** Opening Data for analysis block **
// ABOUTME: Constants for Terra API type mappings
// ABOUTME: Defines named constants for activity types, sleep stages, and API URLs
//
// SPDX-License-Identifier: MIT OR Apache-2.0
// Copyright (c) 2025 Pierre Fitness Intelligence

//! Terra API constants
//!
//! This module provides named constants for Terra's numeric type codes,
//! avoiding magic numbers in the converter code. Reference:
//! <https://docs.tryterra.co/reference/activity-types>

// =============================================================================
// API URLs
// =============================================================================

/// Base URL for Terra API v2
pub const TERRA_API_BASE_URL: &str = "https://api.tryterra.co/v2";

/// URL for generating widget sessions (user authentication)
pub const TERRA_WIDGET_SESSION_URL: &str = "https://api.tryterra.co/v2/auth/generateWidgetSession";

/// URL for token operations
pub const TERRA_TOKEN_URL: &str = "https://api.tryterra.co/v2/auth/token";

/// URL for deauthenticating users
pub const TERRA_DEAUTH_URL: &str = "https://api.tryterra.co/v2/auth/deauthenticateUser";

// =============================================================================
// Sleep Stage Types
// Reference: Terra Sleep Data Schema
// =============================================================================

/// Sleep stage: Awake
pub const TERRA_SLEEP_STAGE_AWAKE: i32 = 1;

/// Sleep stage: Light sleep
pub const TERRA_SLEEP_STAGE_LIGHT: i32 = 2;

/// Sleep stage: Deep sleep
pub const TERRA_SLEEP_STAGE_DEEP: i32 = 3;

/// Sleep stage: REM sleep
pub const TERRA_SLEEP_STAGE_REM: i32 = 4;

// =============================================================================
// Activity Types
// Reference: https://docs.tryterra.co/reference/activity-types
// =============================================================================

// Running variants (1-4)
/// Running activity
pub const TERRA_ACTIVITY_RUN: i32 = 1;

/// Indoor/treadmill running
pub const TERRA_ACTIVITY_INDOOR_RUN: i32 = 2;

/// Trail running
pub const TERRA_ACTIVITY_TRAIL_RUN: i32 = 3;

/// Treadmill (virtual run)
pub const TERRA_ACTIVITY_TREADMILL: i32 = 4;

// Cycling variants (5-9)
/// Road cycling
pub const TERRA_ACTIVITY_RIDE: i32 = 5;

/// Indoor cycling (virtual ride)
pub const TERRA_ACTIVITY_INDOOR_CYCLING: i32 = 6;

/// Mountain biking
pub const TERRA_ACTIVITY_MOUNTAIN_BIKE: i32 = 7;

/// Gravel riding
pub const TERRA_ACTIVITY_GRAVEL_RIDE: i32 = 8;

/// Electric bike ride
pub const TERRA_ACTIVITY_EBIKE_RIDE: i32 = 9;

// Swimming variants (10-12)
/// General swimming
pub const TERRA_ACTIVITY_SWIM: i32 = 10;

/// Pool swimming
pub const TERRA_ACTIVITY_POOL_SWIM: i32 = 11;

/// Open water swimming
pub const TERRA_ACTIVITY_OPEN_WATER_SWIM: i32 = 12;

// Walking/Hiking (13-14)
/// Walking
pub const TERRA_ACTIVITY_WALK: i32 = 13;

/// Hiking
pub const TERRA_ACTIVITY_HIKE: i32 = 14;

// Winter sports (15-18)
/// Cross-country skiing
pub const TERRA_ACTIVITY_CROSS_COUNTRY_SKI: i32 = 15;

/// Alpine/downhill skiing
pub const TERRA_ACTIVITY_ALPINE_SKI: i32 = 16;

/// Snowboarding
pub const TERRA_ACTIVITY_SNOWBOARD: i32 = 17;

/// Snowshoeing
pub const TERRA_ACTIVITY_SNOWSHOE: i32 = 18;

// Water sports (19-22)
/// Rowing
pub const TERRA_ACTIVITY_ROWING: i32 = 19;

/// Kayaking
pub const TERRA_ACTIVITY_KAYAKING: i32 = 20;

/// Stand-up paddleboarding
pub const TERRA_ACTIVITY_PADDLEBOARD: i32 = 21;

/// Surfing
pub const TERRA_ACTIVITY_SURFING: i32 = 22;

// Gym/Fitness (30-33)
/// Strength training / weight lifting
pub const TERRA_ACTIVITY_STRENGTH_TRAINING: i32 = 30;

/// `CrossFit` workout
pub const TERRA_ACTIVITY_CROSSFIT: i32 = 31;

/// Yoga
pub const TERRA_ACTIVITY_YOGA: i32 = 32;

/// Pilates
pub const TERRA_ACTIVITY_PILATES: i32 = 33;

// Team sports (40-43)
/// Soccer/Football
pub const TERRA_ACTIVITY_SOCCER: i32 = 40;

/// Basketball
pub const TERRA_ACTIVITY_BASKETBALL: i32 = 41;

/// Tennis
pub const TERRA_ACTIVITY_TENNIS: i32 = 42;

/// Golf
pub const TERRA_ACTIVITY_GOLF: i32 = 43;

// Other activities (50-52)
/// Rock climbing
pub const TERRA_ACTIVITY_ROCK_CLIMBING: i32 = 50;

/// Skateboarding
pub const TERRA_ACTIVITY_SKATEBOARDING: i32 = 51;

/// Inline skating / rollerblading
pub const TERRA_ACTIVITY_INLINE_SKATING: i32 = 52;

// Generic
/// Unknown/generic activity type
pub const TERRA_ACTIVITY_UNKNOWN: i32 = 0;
** Closing Data for analysis block **
** Opening Data for analysis block **
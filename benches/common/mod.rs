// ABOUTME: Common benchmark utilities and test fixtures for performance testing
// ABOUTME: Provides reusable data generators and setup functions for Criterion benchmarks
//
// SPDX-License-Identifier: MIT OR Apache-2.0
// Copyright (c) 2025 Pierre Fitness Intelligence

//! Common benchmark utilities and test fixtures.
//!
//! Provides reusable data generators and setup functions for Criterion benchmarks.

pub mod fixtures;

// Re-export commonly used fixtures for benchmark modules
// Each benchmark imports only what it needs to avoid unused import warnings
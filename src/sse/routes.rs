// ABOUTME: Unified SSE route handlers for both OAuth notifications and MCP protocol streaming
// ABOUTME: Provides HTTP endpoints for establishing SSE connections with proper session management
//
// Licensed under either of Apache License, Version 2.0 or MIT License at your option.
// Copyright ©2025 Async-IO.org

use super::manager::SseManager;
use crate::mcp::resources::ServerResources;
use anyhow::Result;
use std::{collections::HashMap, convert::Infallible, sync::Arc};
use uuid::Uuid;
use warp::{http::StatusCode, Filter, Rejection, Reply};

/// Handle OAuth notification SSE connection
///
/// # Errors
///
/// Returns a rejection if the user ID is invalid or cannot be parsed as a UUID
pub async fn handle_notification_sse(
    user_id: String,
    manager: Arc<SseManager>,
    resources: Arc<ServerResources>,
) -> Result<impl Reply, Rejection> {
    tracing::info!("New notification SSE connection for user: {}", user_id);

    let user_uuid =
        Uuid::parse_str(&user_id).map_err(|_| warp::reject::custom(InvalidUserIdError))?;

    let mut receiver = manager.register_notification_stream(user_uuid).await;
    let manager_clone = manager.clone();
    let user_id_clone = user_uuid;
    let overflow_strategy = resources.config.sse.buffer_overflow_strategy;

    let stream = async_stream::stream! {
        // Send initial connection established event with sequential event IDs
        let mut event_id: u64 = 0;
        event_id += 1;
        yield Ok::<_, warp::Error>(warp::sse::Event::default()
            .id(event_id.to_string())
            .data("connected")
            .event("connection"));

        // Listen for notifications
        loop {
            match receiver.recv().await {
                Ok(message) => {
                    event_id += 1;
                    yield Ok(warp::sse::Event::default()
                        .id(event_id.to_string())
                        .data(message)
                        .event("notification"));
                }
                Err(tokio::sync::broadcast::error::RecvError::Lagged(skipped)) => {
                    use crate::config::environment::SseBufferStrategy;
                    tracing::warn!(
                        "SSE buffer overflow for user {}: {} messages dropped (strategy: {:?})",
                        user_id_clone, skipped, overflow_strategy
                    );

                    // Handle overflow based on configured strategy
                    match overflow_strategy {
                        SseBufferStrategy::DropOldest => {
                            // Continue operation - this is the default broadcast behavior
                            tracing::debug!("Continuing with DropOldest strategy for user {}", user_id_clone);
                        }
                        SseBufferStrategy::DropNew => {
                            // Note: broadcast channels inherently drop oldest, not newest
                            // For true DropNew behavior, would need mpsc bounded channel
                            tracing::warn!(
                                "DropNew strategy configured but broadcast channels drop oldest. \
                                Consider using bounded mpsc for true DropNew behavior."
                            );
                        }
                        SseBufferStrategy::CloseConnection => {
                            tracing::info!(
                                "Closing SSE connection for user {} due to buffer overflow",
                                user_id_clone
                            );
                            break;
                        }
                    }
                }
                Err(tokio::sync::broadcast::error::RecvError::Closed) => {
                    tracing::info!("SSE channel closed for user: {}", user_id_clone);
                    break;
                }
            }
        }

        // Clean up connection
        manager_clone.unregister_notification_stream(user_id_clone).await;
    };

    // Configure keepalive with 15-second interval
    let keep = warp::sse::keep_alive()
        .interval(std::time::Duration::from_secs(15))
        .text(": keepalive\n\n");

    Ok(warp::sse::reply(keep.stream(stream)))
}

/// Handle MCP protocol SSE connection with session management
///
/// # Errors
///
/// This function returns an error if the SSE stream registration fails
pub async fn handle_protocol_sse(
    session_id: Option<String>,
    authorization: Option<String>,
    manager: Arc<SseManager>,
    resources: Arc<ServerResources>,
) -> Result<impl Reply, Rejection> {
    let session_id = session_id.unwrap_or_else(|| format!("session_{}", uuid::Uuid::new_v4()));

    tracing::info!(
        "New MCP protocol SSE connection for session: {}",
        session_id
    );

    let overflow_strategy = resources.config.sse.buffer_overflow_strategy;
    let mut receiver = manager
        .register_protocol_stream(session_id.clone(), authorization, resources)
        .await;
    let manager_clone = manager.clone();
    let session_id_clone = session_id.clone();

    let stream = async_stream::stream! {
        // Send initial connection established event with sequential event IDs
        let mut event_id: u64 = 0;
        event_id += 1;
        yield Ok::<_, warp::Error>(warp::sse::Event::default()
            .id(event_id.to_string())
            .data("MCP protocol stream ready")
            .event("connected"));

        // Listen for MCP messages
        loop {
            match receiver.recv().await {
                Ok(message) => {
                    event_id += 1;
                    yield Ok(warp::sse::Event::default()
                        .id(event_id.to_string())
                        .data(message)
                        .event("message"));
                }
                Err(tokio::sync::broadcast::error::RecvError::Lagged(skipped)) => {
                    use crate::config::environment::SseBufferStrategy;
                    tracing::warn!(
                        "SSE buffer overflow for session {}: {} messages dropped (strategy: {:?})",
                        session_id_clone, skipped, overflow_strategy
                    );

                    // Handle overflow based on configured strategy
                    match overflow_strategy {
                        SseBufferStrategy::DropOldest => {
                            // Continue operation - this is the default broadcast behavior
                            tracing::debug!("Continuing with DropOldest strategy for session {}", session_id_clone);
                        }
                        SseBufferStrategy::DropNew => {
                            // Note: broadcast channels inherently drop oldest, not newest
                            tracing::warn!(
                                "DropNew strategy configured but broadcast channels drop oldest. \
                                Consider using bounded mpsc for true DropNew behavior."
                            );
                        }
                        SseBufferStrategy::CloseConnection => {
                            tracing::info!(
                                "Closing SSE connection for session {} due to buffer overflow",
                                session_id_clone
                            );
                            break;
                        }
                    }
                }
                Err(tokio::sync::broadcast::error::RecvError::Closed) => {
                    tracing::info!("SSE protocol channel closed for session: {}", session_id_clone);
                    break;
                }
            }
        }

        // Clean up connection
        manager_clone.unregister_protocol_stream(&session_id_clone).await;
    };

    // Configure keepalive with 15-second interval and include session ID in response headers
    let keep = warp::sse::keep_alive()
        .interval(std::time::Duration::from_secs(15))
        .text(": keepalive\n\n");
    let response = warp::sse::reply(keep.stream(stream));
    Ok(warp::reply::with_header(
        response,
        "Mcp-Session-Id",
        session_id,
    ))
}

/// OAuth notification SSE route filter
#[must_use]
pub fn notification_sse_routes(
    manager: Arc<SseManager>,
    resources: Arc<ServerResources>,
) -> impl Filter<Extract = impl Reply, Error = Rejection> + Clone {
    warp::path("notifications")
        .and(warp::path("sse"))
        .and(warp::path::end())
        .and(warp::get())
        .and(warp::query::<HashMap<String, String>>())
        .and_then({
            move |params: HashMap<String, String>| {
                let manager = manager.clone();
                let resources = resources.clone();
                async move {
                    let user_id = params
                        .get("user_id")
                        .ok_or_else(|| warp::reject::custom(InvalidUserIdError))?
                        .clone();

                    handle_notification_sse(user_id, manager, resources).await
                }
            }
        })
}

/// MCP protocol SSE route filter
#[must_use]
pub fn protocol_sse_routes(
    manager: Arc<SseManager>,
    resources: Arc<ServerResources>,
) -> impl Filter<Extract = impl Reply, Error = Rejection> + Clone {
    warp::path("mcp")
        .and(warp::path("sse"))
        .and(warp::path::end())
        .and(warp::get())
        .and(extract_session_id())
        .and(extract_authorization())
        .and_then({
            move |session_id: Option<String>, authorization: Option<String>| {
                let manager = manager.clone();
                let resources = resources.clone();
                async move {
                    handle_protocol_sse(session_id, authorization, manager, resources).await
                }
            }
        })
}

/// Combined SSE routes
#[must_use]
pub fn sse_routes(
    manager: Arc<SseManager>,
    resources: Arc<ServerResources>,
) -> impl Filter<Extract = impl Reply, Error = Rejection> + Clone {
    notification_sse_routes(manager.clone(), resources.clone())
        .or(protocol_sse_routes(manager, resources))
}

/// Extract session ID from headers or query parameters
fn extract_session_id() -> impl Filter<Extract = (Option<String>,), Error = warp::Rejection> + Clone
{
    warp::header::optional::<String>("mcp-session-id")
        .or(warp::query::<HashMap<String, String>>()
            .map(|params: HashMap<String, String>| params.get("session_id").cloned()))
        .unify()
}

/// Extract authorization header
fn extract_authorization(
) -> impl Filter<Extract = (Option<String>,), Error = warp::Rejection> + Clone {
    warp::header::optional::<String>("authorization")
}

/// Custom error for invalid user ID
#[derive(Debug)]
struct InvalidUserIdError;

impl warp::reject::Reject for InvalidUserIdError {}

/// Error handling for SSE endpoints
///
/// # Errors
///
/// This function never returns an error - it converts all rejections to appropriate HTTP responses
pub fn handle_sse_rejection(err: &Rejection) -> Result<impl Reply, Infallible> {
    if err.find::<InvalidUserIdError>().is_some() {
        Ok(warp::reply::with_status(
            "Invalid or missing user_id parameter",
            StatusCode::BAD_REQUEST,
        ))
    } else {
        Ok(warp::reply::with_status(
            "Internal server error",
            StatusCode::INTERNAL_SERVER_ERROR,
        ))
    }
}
** Closing Data for analysis block **
[What is required] Looking at the material above, how many lines hold the word "await"? Only the number, please.

[Output for this task] 8